The ALADIN (Adaptation and Learning for Assistive Domestic Vocal Interfaces) project addresses current solutions’ shortcomings, thus making voice control a viable aid. The ALADIN interface is capable of learning what is the meaning of a certain command, which words are used, and what are the user’s vocal characteristics. This gives users much more flexibility, and helps them overcome current limitations: they can formulate commands as they like, using the words they are able to pronounce. The commands are learned while users are using the device.
ALADIN is designed to be a modular framework, capable of interfacing with existing interfaces such as Z-Wave, X10, KNX or IR remotes in the future, as well as provide a native experience via a tablet interface. Currently we use KNX hardware for demonstration purposes, although we are working on a native television application and IR remote control integration.
KNX setup used during the iMinds The Conference demo
To cope with dysarthric speech patterns, ALADIN is able to learn vocabulary and induce grammar in a robust and adaptive manner. This means users do not have to adapt their speech to the system and can use their own words and sentences to control their home and devices.
We distinguish two phases: a training phase and a usage phase. In the training phase, a command is learned by giving the desired vocal command, followed by demonstrating the action with the manual control. For example, the user could give the vocal command “Turn on the television” together with pressing the standby button on the television remote control.
A vocabulary finding module uses a semantic frame description of manual controls together with the vocal commands to find words or phrases that constitute the user’s commands.
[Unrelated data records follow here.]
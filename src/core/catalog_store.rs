use crate::core::{CacheService, Catalog, CatalogLoader, Clock, Storage, SystemClock};
use crate::utils::error::{CatalogError, Result};
use chrono::{DateTime, Utc};
use std::sync::Arc;
use std::time::Duration;
use tokio::sync::{Mutex, RwLock};

pub const CATALOG_KEY: &str = "automation-catalog";
pub const CATALOG_TIMEOUT_KEY: &str = "automation-catalog-timeout";
pub const FALLBACK_ARTIFACT: &str = ".automation-catalog.ignore.yaml";
pub const DEFAULT_CATALOG_TTL: Duration = Duration::from_secs(2 * 60 * 60);

/// Owns the in-process catalog and mirrors it into the optional cache backend.
///
/// Once a catalog is held in process it is served for the life of the store;
/// freshness marks are only consulted while the store is still cold.
pub struct CatalogStore<S: Storage> {
    loader: Arc<dyn CatalogLoader>,
    cache: Option<Arc<dyn CacheService>>,
    storage: S,
    clock: Arc<dyn Clock>,
    catalog_urls: Vec<String>,
    ttl: Duration,
    current: RwLock<Option<Arc<Catalog>>>,
    refresh: Mutex<()>,
}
The main challenge here is that since the vocal user interface operates without prior speech knowledge, we work without segmentation and without knowledge of word order. The vocal command is processed into low level (spectrographic) and intermediate level (utterance-based) acoustic representations. The word finding is based on non-negative matrix factorization (NMF), which decomposes the utterance-based representations into a low rank multiplication of recurrent acoustic units representing subwords, words or phrases, and their activation across sentences. For example, the learned ‘vocabulary’ could become “Turn on” and “the television”.
In the usage phase the most likely command is induced from a vocal command by factorizing it’s utterance-based representation using the acoustic units found in training. With acoustic units mapped to elements of semantic frames during training, the recognized action is then send to the device. The effectiveness of this approach has been evaluated on a database with spoken home automation commands [source], and is visualized below.
Vocal interfaces can help users who are unable to easily use their upper limbs to control regular remote control systems. There are numerous causes for reduced motor control of limbs, such as Parkison’s disease, stroke (CVA), multiple sclerosis (MS), amyotrophoc lateral sclerosis (ALS), or spinal cord injury. Some of these conditions also cause a voice impairment, most notably as the result of a stroke, Parkinson’s disease, and ALS.
During the development of ALADIN, we involve users throughout the design process, charting their needs and expectations, and testing out prototypes in an iterative design process.